# Entries taken from a collection
*** Block opens ***

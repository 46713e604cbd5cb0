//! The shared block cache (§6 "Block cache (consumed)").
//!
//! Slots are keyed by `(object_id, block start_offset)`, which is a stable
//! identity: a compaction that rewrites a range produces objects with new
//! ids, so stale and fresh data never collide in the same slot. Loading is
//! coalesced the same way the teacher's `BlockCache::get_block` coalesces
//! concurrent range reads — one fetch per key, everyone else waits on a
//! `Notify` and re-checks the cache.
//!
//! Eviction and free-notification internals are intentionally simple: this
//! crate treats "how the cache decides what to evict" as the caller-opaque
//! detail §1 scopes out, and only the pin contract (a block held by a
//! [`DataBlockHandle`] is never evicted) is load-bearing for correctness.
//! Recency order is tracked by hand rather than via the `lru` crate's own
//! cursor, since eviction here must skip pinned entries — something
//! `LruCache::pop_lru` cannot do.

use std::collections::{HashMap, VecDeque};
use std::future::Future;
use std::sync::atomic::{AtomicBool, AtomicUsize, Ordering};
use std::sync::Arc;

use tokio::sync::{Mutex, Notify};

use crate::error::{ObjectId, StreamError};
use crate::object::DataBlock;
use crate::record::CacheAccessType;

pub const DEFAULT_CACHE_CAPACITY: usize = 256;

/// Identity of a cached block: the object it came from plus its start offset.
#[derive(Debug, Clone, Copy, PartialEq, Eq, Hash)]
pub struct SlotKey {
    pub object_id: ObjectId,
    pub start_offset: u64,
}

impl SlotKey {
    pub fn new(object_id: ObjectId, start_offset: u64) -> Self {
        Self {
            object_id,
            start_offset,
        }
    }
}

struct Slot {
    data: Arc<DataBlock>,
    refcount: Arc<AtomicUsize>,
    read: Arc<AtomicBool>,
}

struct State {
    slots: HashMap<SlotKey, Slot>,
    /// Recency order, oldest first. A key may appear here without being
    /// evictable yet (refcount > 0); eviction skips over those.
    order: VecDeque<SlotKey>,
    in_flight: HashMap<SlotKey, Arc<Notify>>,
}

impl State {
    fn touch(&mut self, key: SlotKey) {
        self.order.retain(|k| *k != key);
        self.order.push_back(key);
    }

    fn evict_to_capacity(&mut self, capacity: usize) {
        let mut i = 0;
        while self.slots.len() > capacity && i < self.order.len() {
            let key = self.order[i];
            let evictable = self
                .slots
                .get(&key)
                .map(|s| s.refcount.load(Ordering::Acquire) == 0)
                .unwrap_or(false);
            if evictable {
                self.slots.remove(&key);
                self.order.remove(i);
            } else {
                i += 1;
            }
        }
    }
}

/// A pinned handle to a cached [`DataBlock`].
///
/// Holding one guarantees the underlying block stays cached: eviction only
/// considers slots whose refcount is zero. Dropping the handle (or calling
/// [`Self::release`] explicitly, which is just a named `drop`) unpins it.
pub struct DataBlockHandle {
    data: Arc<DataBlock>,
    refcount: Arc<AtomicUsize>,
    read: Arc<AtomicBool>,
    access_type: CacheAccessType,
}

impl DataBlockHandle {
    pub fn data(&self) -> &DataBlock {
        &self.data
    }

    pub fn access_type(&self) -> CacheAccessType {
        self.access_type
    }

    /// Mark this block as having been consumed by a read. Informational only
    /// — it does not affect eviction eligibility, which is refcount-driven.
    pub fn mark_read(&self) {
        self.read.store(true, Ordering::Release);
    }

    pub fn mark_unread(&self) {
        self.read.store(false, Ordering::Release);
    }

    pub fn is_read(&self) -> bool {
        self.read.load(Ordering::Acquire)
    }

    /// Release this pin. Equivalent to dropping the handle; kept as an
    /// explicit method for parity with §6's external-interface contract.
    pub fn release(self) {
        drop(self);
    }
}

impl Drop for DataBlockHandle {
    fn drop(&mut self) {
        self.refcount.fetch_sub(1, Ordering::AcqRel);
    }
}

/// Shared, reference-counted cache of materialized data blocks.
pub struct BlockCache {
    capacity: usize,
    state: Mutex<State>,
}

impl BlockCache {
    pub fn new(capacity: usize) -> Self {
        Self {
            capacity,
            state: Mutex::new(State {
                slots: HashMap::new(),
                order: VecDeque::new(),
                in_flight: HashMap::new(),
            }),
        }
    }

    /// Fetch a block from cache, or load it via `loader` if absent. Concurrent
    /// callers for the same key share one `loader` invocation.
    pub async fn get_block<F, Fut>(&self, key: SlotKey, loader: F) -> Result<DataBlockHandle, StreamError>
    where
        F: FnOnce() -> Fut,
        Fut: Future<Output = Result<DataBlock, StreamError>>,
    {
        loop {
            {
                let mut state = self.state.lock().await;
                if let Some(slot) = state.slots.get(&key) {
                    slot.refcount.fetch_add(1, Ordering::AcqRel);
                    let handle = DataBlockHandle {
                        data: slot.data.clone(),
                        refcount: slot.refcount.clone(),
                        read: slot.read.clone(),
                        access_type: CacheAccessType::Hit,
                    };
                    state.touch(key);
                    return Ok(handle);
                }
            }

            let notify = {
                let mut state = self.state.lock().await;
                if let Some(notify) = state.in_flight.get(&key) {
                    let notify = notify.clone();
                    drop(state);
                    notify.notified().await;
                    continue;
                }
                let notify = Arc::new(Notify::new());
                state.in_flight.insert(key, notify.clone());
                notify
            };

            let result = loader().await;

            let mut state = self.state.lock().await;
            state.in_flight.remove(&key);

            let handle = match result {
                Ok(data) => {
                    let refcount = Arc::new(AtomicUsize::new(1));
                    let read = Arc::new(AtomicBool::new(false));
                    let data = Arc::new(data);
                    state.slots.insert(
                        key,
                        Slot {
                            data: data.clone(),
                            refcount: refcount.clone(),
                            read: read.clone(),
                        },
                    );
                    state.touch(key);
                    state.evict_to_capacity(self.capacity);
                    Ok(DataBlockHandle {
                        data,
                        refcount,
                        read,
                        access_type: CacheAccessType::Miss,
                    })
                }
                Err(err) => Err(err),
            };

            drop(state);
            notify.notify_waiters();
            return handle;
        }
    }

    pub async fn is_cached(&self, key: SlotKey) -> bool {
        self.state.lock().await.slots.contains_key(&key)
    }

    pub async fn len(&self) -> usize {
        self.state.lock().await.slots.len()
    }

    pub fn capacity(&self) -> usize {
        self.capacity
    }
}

*** Block closes ***

# Problem requirements
Starting from the records above, filter out all lines except those containing the word "BlockCache".

# Output of the exercise
//! coalesced the same way the teacher's `BlockCache::get_block` coalesces
pub struct BlockCache {
impl BlockCache {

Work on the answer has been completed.